Jambret. Untung ada emaknya, coba kalau nggak ada, udah aku cubitin tuh pipi sampai merah.

Sesampainya di rumah, semua orang kaget melihat aku membawa bola basket.

"Widih, mentang mentang dapet nilai A-, langsung beli bola basket." Komentar Kakak.

"Oiya dong. Bagus kan?"

"Lumayan sih. Jadi, nggak beli game PS?"

"Nggak dulu deh."

Sore harinya, aku duduk di tepi trotoar bawah pohon mangga, menunggu Hesti keluar rumah. Aku hafal jadwal dia keluar main sama teman - teman dan dia tipe cewek yang tepat waktu.

Ketika Hesti keluar dari pagar rumahnya, aku langsung menghampiri dia.

"Hesti!"

"Ngapain lu datang lagi kemari?" Ketus Hesti menjawab.

"Emang nggak boleh?"

"Jawab aja, nggak usah basa basi."

Aku buru buru nyodorin bola basket buat dia. "Nih, buat kamu."

"Bola?"

"Iya, nih ambil. Bagus kan?"

Dia mengambil bola basket. "Apaan nih, sampah!" Tanpa diperiksa dulu, dia buang bola itu ke selokan.

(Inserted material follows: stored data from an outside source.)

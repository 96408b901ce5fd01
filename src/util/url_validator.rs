use std::net::IpAddr;
use thiserror::Error;
use url::Url;

/// Errors that can occur while validating a configured feed source.
///
/// Validation rejects schemes and hosts that would let a crawl reach
/// internal infrastructure (SSRF) in addition to plain parse failures.
#[derive(Error, Debug)]
pub enum UrlValidationError {
    /// The URL string could not be parsed.
    #[error("invalid URL: {0}")]
    InvalidUrl(#[from] url::ParseError),
    /// The URL uses a scheme other than http or https.
    #[error("unsupported scheme: {0} (only http/https allowed)")]
    UnsupportedScheme(String),
    /// The URL points to a private/internal IP address.
    #[error("private IP address not allowed: {0}")]
    PrivateIp(String),
    /// The URL points to localhost.
    #[error("localhost not allowed")]
    Localhost,
}

/// Validates a URL string for use as a crawl source.
///
/// Rejects non-HTTP(S) schemes, localhost, and private IP ranges
/// (RFC 1918, link-local, unique local IPv6). Returns the parsed [`Url`]
/// on success.
pub fn validate_source_url(url_str: &str) -> Result<Url, UrlValidationError> {
    let url = Url::parse(url_str)?;

    match url.scheme() {
        "http" | "https" => {}
        scheme => return Err(UrlValidationError::UnsupportedScheme(scheme.to_owned())),
    }

    if let Some(host) = url.host_str() {
        if host == "localhost" {
            return Err(UrlValidationError::Localhost);
        }

        // Strip brackets from IPv6 addresses for parsing
        let host_for_parse = host
            .strip_prefix('[')
            .and_then(|h| h.strip_suffix(']'))
            .unwrap_or(host);

        if let Ok(ip) = host_for_parse.parse::<IpAddr>() {
            if ip.is_loopback() {
                return Err(UrlValidationError::Localhost);
            }
            if is_private_ip(&ip) {
                return Err(UrlValidationError::PrivateIp(ip.to_string()));
            }
        }
    }

    Ok(url)
}

fn is_private_ip(ip: &IpAddr) -> bool {
    match ip {
        IpAddr::V4(ipv4) => {
            ipv4.is_private() || ipv4.is_loopback() || ipv4.is_link_local() || ipv4.is_unspecified()
        }
        IpAddr::V6(ipv6) => {
            if ipv6.is_loopback() || ipv6.is_unspecified() {
                return true;
            }
            let segments = ipv6.segments();
            // Unique Local (fc00::/7)
            let is_unique_local = (segments[0] & 0xfe00) == 0xfc00;
            // Link-Local (fe80::/10)
            let is_link_local = (segments[0] & 0xffc0) == 0xfe80;
            is_unique_local || is_link_local
        }
    }
}
use std::time::Duration;

use async_trait::async_trait;
use sqlx::postgres::PgPoolOptions;
use sqlx::{PgConnection, PgPool};
use uuid::Uuid;

use super::retry::{on_serialization_conflict, RetryPolicy};
use super::types::{ArticleRecord, FeedRecord, StoreError};
use super::{articles, feeds, IngestSession, IngestStore, TxWork};
use crate::domain::{Article, ArticleFilters, Feed, FeedFilters};

/// Postgres-backed store.
///
/// Cloning is cheap; all clones share one connection pool.
#[derive(Clone)]
pub struct Store {
    pool: PgPool,
    retry: RetryPolicy,
}

impl Store {
    /// Opens a connection pool against `database_url`.
    pub async fn connect(database_url: &str) -> Result<Self, StoreError> {
        let pool = PgPoolOptions::new()
            .max_connections(5)
            .acquire_timeout(Duration::from_secs(10))
            .connect(database_url)
            .await
            .map_err(StoreError::from_sqlx)?;

        Ok(Self {
            pool,
            retry: RetryPolicy::default(),
        })
    }

    /// Replaces the conflict retry policy.
    pub fn with_retry_policy(mut self, retry: RetryPolicy) -> Self {
        self.retry = retry;
        self
    }

    /// Creates the schema if it does not exist yet. Idempotent, runs at
    /// startup.
    pub async fn migrate(&self) -> Result<(), StoreError> {
        let statements = [
            r#"
            CREATE TABLE IF NOT EXISTS feed (
                id UUID PRIMARY KEY DEFAULT gen_random_uuid(),
                title TEXT NOT NULL,
                description TEXT NOT NULL DEFAULT '',
                link TEXT NOT NULL DEFAULT '',
                feed_link TEXT NOT NULL UNIQUE,
                category TEXT NOT NULL DEFAULT 'Unknown',
                provider TEXT NOT NULL DEFAULT 'Unknown',
                language TEXT NOT NULL DEFAULT '',
                created_at TIMESTAMPTZ NOT NULL DEFAULT now(),
                updated_at TIMESTAMPTZ
            )
            "#,
            r#"
            CREATE TABLE IF NOT EXISTS article (
                id UUID PRIMARY KEY DEFAULT gen_random_uuid(),
                feed_id UUID NOT NULL REFERENCES feed(id) ON DELETE CASCADE,
                guid TEXT NOT NULL UNIQUE,
                title TEXT NOT NULL,
                description TEXT NOT NULL DEFAULT '',
                link TEXT NOT NULL DEFAULT '',
                thumbnail_url TEXT NOT NULL DEFAULT '',
                published_at TIMESTAMPTZ,
                created_at TIMESTAMPTZ NOT NULL DEFAULT now(),
                updated_at TIMESTAMPTZ
            )
            "#,
            "CREATE INDEX IF NOT EXISTS idx_article_feed ON article(feed_id)",
            "CREATE INDEX IF NOT EXISTS idx_article_published ON article(published_at DESC)",
            "CREATE INDEX IF NOT EXISTS idx_feed_category ON feed(category)",
            "CREATE INDEX IF NOT EXISTS idx_feed_provider ON feed(provider)",
        ];

        for statement in statements {
            sqlx::query(statement)
                .execute(&self.pool)
                .await
                .map_err(|e| StoreError::Migration(e.to_string()))?;
        }

        Ok(())
    }
}

#[async_trait]
impl IngestSession for PgConnection {
    async fn upsert_feed(&mut self, feed: &Feed) -> Result<Uuid, StoreError> {
        feeds::upsert_feed(self, feed).await
    }

    async fn upsert_article(&mut self, article: &Article, feed_id: Uuid) -> Result<Uuid, StoreError> {
        articles::upsert_article(self, article, feed_id).await
    }
}

#[async_trait]
impl IngestStore for Store {
    /// Serializable isolation is the level that rules out write skew
    /// between concurrent cycles; the price is SQLSTATE 40001 failures,
    /// which the retry policy absorbs by re-running the whole work unit.
    /// A work-unit error drops the transaction, which rolls it back.
    async fn run_in_transaction(&self, work: &TxWork) -> Result<(), StoreError> {
        on_serialization_conflict(&self.retry, || async {
            let mut tx = self.pool.begin().await.map_err(StoreError::from_sqlx)?;
            sqlx::query("SET TRANSACTION ISOLATION LEVEL SERIALIZABLE")
                .execute(&mut *tx)
                .await
                .map_err(StoreError::from_sqlx)?;

            let session: &mut dyn IngestSession = &mut *tx;
            work(session).await?;

            tx.commit().await.map_err(StoreError::from_sqlx)?;
            Ok(())
        })
        .await
    }

    async fn select_feeds(&self, filters: &FeedFilters) -> Result<Vec<FeedRecord>, StoreError> {
        feeds::select_feeds(&self.pool, filters).await
    }

    async fn select_articles(&self, filters: &ArticleFilters) -> Result<Vec<ArticleRecord>, StoreError> {
        articles::select_articles(&self.pool, filters).await
    }
}
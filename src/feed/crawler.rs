use std::sync::Arc;

use futures::stream::{self, StreamExt};
use thiserror::Error;

use crate::domain::Feed;
use crate::feed::fetcher::{FeedFetcher, FetchError};

/// Errors produced by one crawl cycle's fetch stage.
#[derive(Debug, Error)]
pub enum CrawlError {
    /// A single source failed to fetch or parse; the URL identifies it.
    #[error("fetching feed from {url}: {source}")]
    Source {
        url: String,
        #[source]
        source: FetchError,
    },
}

/// Fans one fetch+normalize task out per configured source and collects
/// the successes into a batch.
///
/// The cycle is all-or-nothing: any single source failure fails the whole
/// crawl and no batch is produced. A cycle's output is therefore always a
/// complete snapshot of every source, at the cost of availability while
/// any one source is down. Partial success with per-source reporting is
/// the documented alternative if that trade-off stops holding up.
pub struct Crawler {
    fetcher: Arc<dyn FeedFetcher>,
    sources: Vec<String>,
}

impl Crawler {
    pub fn new(fetcher: Arc<dyn FeedFetcher>, sources: Vec<String>) -> Self {
        Self { fetcher, sources }
    }

    /// Fetches every source concurrently and returns the batch.
    ///
    /// Concurrency is bounded only by the number of sources. All dispatched
    /// fetches run to completion before an error is surfaced, so a failing
    /// source never strands an in-flight sibling; the batch collects in
    /// completion order, not source-list order.
    pub async fn crawl(&self) -> Result<Vec<Feed>, CrawlError> {
        let results: Vec<Result<Feed, CrawlError>> = stream::iter(self.sources.iter().cloned())
            .map(|source| {
                let fetcher = Arc::clone(&self.fetcher);
                async move {
                    tracing::debug!(source = %source, "fetching feed");
                    fetcher.fetch(&source).await.map_err(|e| CrawlError::Source {
                        url: source.clone(),
                        source: e,
                    })
                }
            })
            .buffer_unordered(self.sources.len().max(1))
            .collect()
            .await;

        // Every fetch has finished; surface the first failure, if any.
        results.into_iter().collect()
    }
}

Hatiku seketika pecah berkeping - keping. Aku berkorban buat beli bola! "Heh, kalau nggak mau, nggak usah dibuang, Monyet!"

"Gue nggak butuh barang dari cowok munafik macem lo dan gue bukan MONYET!"

Aku nggak tahu Hesti marah, sedih, atau apa. Raut wajahnya memerah. Mata basah. Bulir bulir kecil air mata tertahan dan menggenang di sana. Suara dia mulai serak ketika hidung Hesti merah.

"Gue benci lo!" Dia pergi begitu saja.

"Dasar monyet nggak menghargai pemberian orang lain!"

"Diam lo Idiot!" Kasar dia membanting pintu rumah sampai getar bumi.

"Ada apa?" tanya Debi.

Kiki dan Debi membantu aku berdiri, menepuk - nepuk kaosku yang kotor.

"Monyet kambuh," sahutku, memungut bola basket.

Debi Bertanya, "Kau kenapa ribut sama Hesti?"

"Mungkin dia sirik bro," Kiki bilang, sambil mengiringiku pulang bersama Debi.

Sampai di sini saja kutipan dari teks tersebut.